Using archive dir: /root/.cache/duplicity/fd782457b1febd1d5dc2bce83bb8720a
Using backup name: fd782457b1febd1d5dc2bce83bb8720a
Import of duplicity.backends.ftpbackend Succeeded
Import of duplicity.backends.megabackend Succeeded
Import of duplicity.backends.hsibackend Succeeded
Import of duplicity.backends.ftpsbackend Succeeded
Import of duplicity.backends.tahoebackend Succeeded
Import of duplicity.backends.dpbxbackend Succeeded
Import of duplicity.backends.localbackend Succeeded
Import of duplicity.backends.sshbackend Succeeded
Import of duplicity.backends.imapbackend Succeeded
Import of duplicity.backends.rsyncbackend Succeeded
Import of duplicity.backends.swiftbackend Succeeded
Import of duplicity.backends.botobackend Succeeded
Import of duplicity.backends.webdavbackend Succeeded
Using WebDAV protocol http
Using WebDAV host cloud1.goneo.de port None
Using WebDAV directory /share/
Main action: full
================================================================================
duplicity 0.6.23 (January 24, 2014)
Args: /usr/local/bin/duplicity full --ssl-no-check-certificate -v9 /media/Pictures/Random/ webdavs://user:<email address hidden>/share/
FreeBSD duplicity 9.2-RELEASE-p4 FreeBSD 9.2-RELEASE-p4 #0 r262572+36f49d3: Fri Apr 18 04:16:22 PDT 2014 <email address hidden>:/home/jkh/9.2.1-BRANCH/freenas/os-base/amd64/tank/home/jkh/9.2.1-BRANCH/freenas/FreeBSD/src/sys/FREENAS.amd64 amd64 amd64
/usr/local/bin/python2.7 2.7.6 (default, Feb 6 2014, 13:32:45)

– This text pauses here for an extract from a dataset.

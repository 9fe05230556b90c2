//! Web boundary helpers shared by middleware, extractors and errors.

pub mod trace_ctx;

[GCC 4.2.1 20070831 patched [FreeBSD]]
================================================================================
Using temporary directory /tmp/duplicity-Q8YryV-tempdir
Registering (mkstemp) temporary file /tmp/duplicity-Q8YryV-tempdir/mkstemp-DMKGHr-1
Temp has 765166151680 available, backup will use approx 34078720.

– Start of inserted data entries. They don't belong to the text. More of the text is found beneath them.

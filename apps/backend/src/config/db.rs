use std::env;
use std::fmt;
use std::str::FromStr;

use crate::error::AppError;

/// Runtime environment; selects the database name
#[derive(Debug, Clone, Copy, PartialEq, Eq)]
pub enum RuntimeEnv {
    /// Production database profile
    Prod,
    /// Test database profile - enforces safety rules
    Test,
}

/// Backing store for score cards
#[derive(Debug, Clone, Copy, PartialEq, Eq)]
pub enum DbKind {
    Postgres,
    SqliteFile,
    SqliteMemory,
    /// Process-local map, no SQL database at all
    InMemory,
}

impl DbKind {
    /// Read `DB_KIND` (defaults to postgres)
    pub fn from_env() -> Result<Self, AppError> {
        match env::var("DB_KIND") {
            Ok(raw) => raw.parse(),
            Err(_) => Ok(DbKind::Postgres),
        }
    }

    /// Whether this kind is served by a SeaORM connection
    pub fn is_sql(self) -> bool {
        !matches!(self, DbKind::InMemory)
    }
}

impl FromStr for DbKind {
    type Err = AppError;

    fn from_str(s: &str) -> Result<Self, Self::Err> {
        match s.trim().to_ascii_lowercase().as_str() {
            "postgres" | "postgresql" => Ok(DbKind::Postgres),
            "sqlite-file" | "sqlite" => Ok(DbKind::SqliteFile),
            "sqlite-memory" => Ok(DbKind::SqliteMemory),
            "memory" | "in-memory" => Ok(DbKind::InMemory),
            other => Err(AppError::config(format!(
                "Unsupported DB_KIND '{other}'; \
                 expected postgres | sqlite-file | sqlite-memory | memory"
            ))),
        }
    }
}

impl fmt::Display for DbKind {
    fn fmt(&self, f: &mut fmt::Formatter<'_>) -> fmt::Result {
        let s = match self {
            DbKind::Postgres => "postgres",
            DbKind::SqliteFile => "sqlite-file",
            DbKind::SqliteMemory => "sqlite-memory",
            DbKind::InMemory => "memory",
        };
        f.write_str(s)
    }
}

/// Database owner enum for different access levels
#[derive(Debug, Clone, Copy, PartialEq, Eq)]
pub enum DbOwner {
    /// Application-level access (limited permissions)
    App,
    /// Owner-level access (full permissions for migrations)
    Owner,
}

/// Build a connection URL for the given store, environment and owner.
pub fn db_url(kind: DbKind, env: RuntimeEnv, owner: DbOwner) -> Result<String, AppError> {
    match kind {
        DbKind::Postgres => {
            let host = host();
            let port = port();
            let db_name = db_name(env)?;
            let (username, password) = credentials(owner)?;
            Ok(format!(
                "postgresql://{username}:{password}@{host}:{port}/{db_name}"
            ))
        }
        DbKind::SqliteFile => Ok(format!("sqlite://{}?mode=rwc", sqlite_file_path(env))),
        DbKind::SqliteMemory => Ok("sqlite::memory:".to_string()),
        DbKind::InMemory => Err(AppError::config(
            "The in-memory store has no database URL",
        )),
    }
}

/// Path of the SQLite database file for an environment
pub fn sqlite_file_path(env: RuntimeEnv) -> String {
    let dir = env::var("SQLITE_DB_DIR").unwrap_or_else(|_| "./data".to_string());
    let file = match env {
        RuntimeEnv::Prod => "pubgolf.db",
        RuntimeEnv::Test => "pubgolf_test.db",
    };
    format!("{}/{file}", dir.trim_end_matches('/'))
}

/// Get database host from environment (defaults to localhost)
fn host() -> String {
    env::var("POSTGRES_HOST").unwrap_or_else(|_| "localhost".to_string())
}

/// Get database port from environment (defaults to 5432)
fn port() -> String {
    env::var("POSTGRES_PORT").unwrap_or_else(|_| "5432".to_string())
}

fn db_name(env: RuntimeEnv) -> Result<String, AppError> {
    match env {
        RuntimeEnv::Prod => must_var("PROD_DB"),
        RuntimeEnv::Test => {
            let db_name = must_var("TEST_DB")?;
            // test DB must end with "_test"
            if !db_name.ends_with("_test") {
                return Err(AppError::config(format!(
                    "Test profile requires database name to end with '_test', but got: '{db_name}'"
                )));
            }
            Ok(db_name)
        }
    }
}

fn credentials(owner: DbOwner) -> Result<(String, String), AppError> {
    match owner {
        DbOwner::App => Ok((must_var("APP_DB_USER")?, must_var("APP_DB_PASSWORD")?)),
        DbOwner::Owner => Ok((
            must_var("PUBGOLF_OWNER_USER")?,
            must_var("PUBGOLF_OWNER_PASSWORD")?,
        )),
    }
}

/// Get required environment variable or return error
fn must_var(name: &str) -> Result<String, AppError> {
    env::var(name)
        .map_err(|_| AppError::config(format!("Required environment variable '{name}' is not set")))
}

Listing directory /share/ on WebDAV server
WebDAV create connection on 'cloud1.goneo.de' (retry 1)
WebDAV PROPFIND /share/ request with headers: {'Connection': 'keep-alive', 'Depth': '1'}
WebDAV data length: 0
WebDAV response status 401 with reason 'Unauthorized'.

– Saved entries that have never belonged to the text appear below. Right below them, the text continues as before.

//! Claims carried by identity-provider tokens.

use serde::{Deserialize, Serialize};

#[derive(Debug, Serialize, Deserialize, Clone, PartialEq, Eq)]
pub struct IdentityClaims {
    /// Stable subject identifier
    pub sub: String,
    /// Human-readable name, when the provider supplies one
    #[serde(default, skip_serializing_if = "Option::is_none")]
    pub name: Option<String>,
    /// Issued-at (seconds since epoch)
    pub iat: i64,
    /// Expiry (seconds since epoch)
    pub exp: i64,
}

impl IdentityClaims {
    /// The `name` claim, or `sub` when the name is absent or blank.
    pub fn display_name(&self) -> &str {
        match self.name.as_deref().map(str::trim) {
            Some(name) if !name.is_empty() => name,
            _ => &self.sub,
        }
    }
}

WebDAV retry request with authentification headers.
WebDAV PROPFIND /share/ request2 with headers: {'Connection': 'keep-alive', 'Depth': '1', 'Authorization': 'Digest username="xxx", realm="ajxp_webdav_realm", nonce="5362cbd2e5f41", uri="/share/", response="4affe83e7f5aa0faae7b5c32a456d58a", opaque="df58bdff8cf60599c939187d0b5c54de", algorithm="MD5", qop=auth, nc=00000001, cnonce="5423e456536ee616"'}
WebDAV data length: 0
WebDAV response2 status 200 with reason ''.
Attempt 1 failed. SSLError: The read operation timed out
Backtrace of previous error: Traceback (innermost last):
  File "/usr/local/lib/python2.7/site-packages/duplicity/backend.py", line 344, in _retry_fatal
    return fn(self, *args)
  File "/usr/local/lib/python2.7/site-packages/duplicity/backends/webdavbackend.py", line 297, in _list
    raise e
 SSLError: The read operation timed out

The strange thing is that WebDAV works on my owncloud running on my NAS, but when I try this for goneo I keep getting this. Yes, I did try without --ssl-no-check-certificate and even with pointing to the cacert.pem file located at /etc/duplicity/.
The even stranger thing is that it works fine on folderSync on my phone when I setup a WebDAV account with the exact same information as above. I don't even have to hit the "accept self signed certs".
A friend of mine set this up on his VM and he gets the exact same error.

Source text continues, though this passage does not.